The massacre of artists and journalists at the satirical weekly Charlie Hebdo in Paris, for nothing more than their depiction of the Prophet Muhammad, has sparked the usual debate on the limits of free expression. NBC, MSNBC, and The New York Times all refused to show the cartoons. CNN pixelated them. A Financial Times columnist went so far as to accuse the dead of “editorial foolishness” and "just being stupid." This language has been removed from the original article but the sentences and their ironic atonement-by-censorship will be remembered as capitulation at a time of crisis.

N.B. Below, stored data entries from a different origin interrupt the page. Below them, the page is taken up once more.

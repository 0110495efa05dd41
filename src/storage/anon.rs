//! Anonymous memory backing for the page store.
//!
//! The whole address range is reserved once with `PROT_NONE`; growing only
//! flips the protection of the next slice to read/write. The base address
//! never moves, so nothing above the store has to re-derive pointers after a
//! grow.

use std::io;
use std::ptr::{self, NonNull};

pub(crate) struct AnonRegion {
    base: NonNull<u8>,
    reserved: usize,
    os_page: usize,
}

// SAFETY: the region is plain memory; concurrent access to distinct pages is
// coordinated by the buffer pool, and growth is serialized by the store.
unsafe impl Send for AnonRegion {}
unsafe impl Sync for AnonRegion {}

impl AnonRegion {
    /// Reserve `bytes` of address space without backing it
    pub(crate) fn reserve(bytes: usize) -> io::Result<Self> {
        // SAFETY: a fresh private anonymous mapping aliases nothing.
        let addr = unsafe {
            libc::mmap(
                ptr::null_mut(),
                bytes,
                libc::PROT_NONE,
                libc::MAP_PRIVATE | libc::MAP_ANONYMOUS | libc::MAP_NORESERVE,
                -1,
                0,
            )
        };
        if addr == libc::MAP_FAILED {
            return Err(io::Error::last_os_error());
        }
        let base = NonNull::new(addr.cast::<u8>())
            .ok_or_else(|| io::Error::new(io::ErrorKind::Other, "mmap returned null"))?;

        // SAFETY: sysconf has no memory-safety preconditions.
        let os_page = unsafe { libc::sysconf(libc::_SC_PAGESIZE) };
        let os_page = if os_page > 0 { os_page as usize } else { 4096 };

        Ok(Self {
            base,
            reserved: bytes,
            os_page,
        })
    }

    pub(crate) fn reserved(&self) -> usize {
        self.reserved
    }

    /// Make `[from, to)` readable and writable
    pub(crate) fn commit(&self, from: usize, to: usize) -> io::Result<()> {
        if to > self.reserved {
            return Err(io::Error::new(
                io::ErrorKind::OutOfMemory,
                "anonymous reservation exhausted",
            ));
        }
        let start = from - from % self.os_page;
        let end = to.div_ceil(self.os_page) * self.os_page;
        let end = end.min(self.reserved);
        if end <= start {
            return Ok(());
        }
        // SAFETY: [start, end) lies inside our own mapping.
        let rc = unsafe {
            libc::mprotect(
                self.base.as_ptr().add(start).cast(),
                end - start,
                libc::PROT_READ | libc::PROT_WRITE,
            )
        };
        if rc != 0 {
            return Err(io::Error::last_os_error());
        }
        Ok(())
    }

    /// Copy `buf.len()` bytes out of the region.
    ///
    /// # Safety
    /// `[offset, offset + buf.len())` must be committed.
    pub(crate) unsafe fn read(&self, offset: usize, buf: &mut [u8]) {
        ptr::copy_nonoverlapping(self.base.as_ptr().add(offset), buf.as_mut_ptr(), buf.len());
    }

    /// Copy `data` into the region.
    ///
    /// # Safety
    /// `[offset, offset + data.len())` must be committed.
    pub(crate) unsafe fn write(&self, offset: usize, data: &[u8]) {
        ptr::copy_nonoverlapping(data.as_ptr(), self.base.as_ptr().add(offset), data.len());
    }
}

impl Drop for AnonRegion {
    fn drop(&mut self) {
        // SAFETY: base/reserved describe the mapping created in `reserve`.
        unsafe {
            libc::munmap(self.base.as_ptr().cast(), self.reserved);
        }
    }
}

We have come upon a distressing point as a liberal society when perceived hurt feelings and offense are the norms by which the dissemination of ideas is measured. What's more offensive and racist than any Hebdo cartoon is the subtle message that is sent by those practicing self-censorship: all Muslims are alike, will be offended, and a substantial portion may retaliate. The most reactionary Muslims are thus held up as a vanguard for the entire faith, a reactionary group elevated by the speech-policing left and obsessed over by the Islam-hating right. When the smug and self-pitying British “cleric” Anjem Choudary—who thinks that what the Islamic State is doing is not all that bad and that everyone should live under Sharia—is given primetime slots on American and British news channels, his bigoted kind win a victory no terrorist could achieve. Most Muslims are not like Choudary and his unlettered ilk, so we should stop treating Muslims like such emotional babies.
The insult is twofold. Self-censoring not only stereotypes Muslims in the West as crazed and sensitive, but impedes the progress of freethinking Muslims in the Islamic world who are challenging Sunni scholars who propagate the most conservative views, the Shiite ayatollahs who claim guardianship of their people, the Gulf financiers of the Islamic State and Al Qaeda, and the militias and mobs who target comedians and liberal writers in the Muslim world each day. For my Iraqi and Pakistani and Palestinian friends bravely challenging established religious dogmas in their countries, the threat of a Paris massacre is a lived reality each day they sit at their desks, prepared to die for every sentence they write. What message do we send to them when we censor the publication of images because we do not wish to offend?
As always happens when the champions of satire and criticism confront the unsmiling and witless parties of violence, a dark irony appears—one that jihadists and their Salafist cousins who claim a monopoly on truth can neither appreciate nor understand. The Qur’an itself is silent on pictorial depictions of the Prophet. This is usually mentioned as a preface or a prelude, but the silence of a holy book on such a consequential topic should not be relegated to a footnote. The collected Hadith—the sayings and doings of the Prophet—ban depictions, though the Hadith are followed by varying degrees and an entire movement rejects the Hadith altogether because one of them recounts the Prophet saying not to write down anything he said. When Islamic civilization, already rich in philosophy and science in Baghdad, fused with Turkish and Persian and Hindu culture from the 8th century onward, a burst of creative energy followed, the poetic and literary results of which are still widely read today. One small part of this creative collision was devotional art in the form of paintings and pictures of the Prophet, still practiced by Shiite and Sufi Muslims. To this day, the Prophet is depicted along with other famous lawgivers in a frieze at the U.S. Supreme Court Building. Must this, too, be taken down because of hurt feelings? (The Council on American-Islamic Relations once asked for exactly that.)
Far too many words and far too much blood has been spilled since 9/11 to prove to Westerners the inherent pluralism of the Islamic tradition, that there are as many Islams as there are Christianities, and that a celebration of diversity is at the core of an individual Muslim’s lived experience. In suppressing this content, the censor reinforces the worst stereotypes about Muslims and strikes a blow not only to freedom of expression but the freedom that diversity engenders. In a grotesque kind of way, the self-censorship reifies—for the reactionary few who will be offended and may retaliate—the blasphemous line that may not be crossed. It betrays cartoonists, writers, and artists who are, as Edward Said once said of Salman Rushdie, the “intifada of the imagination.” And, with tragic consequences, it validates the self-righteous mentality that lets a mob execute political artists for perceived transgressions the Prophet himself—if we are to believe some of the stories told about him—would not have punished.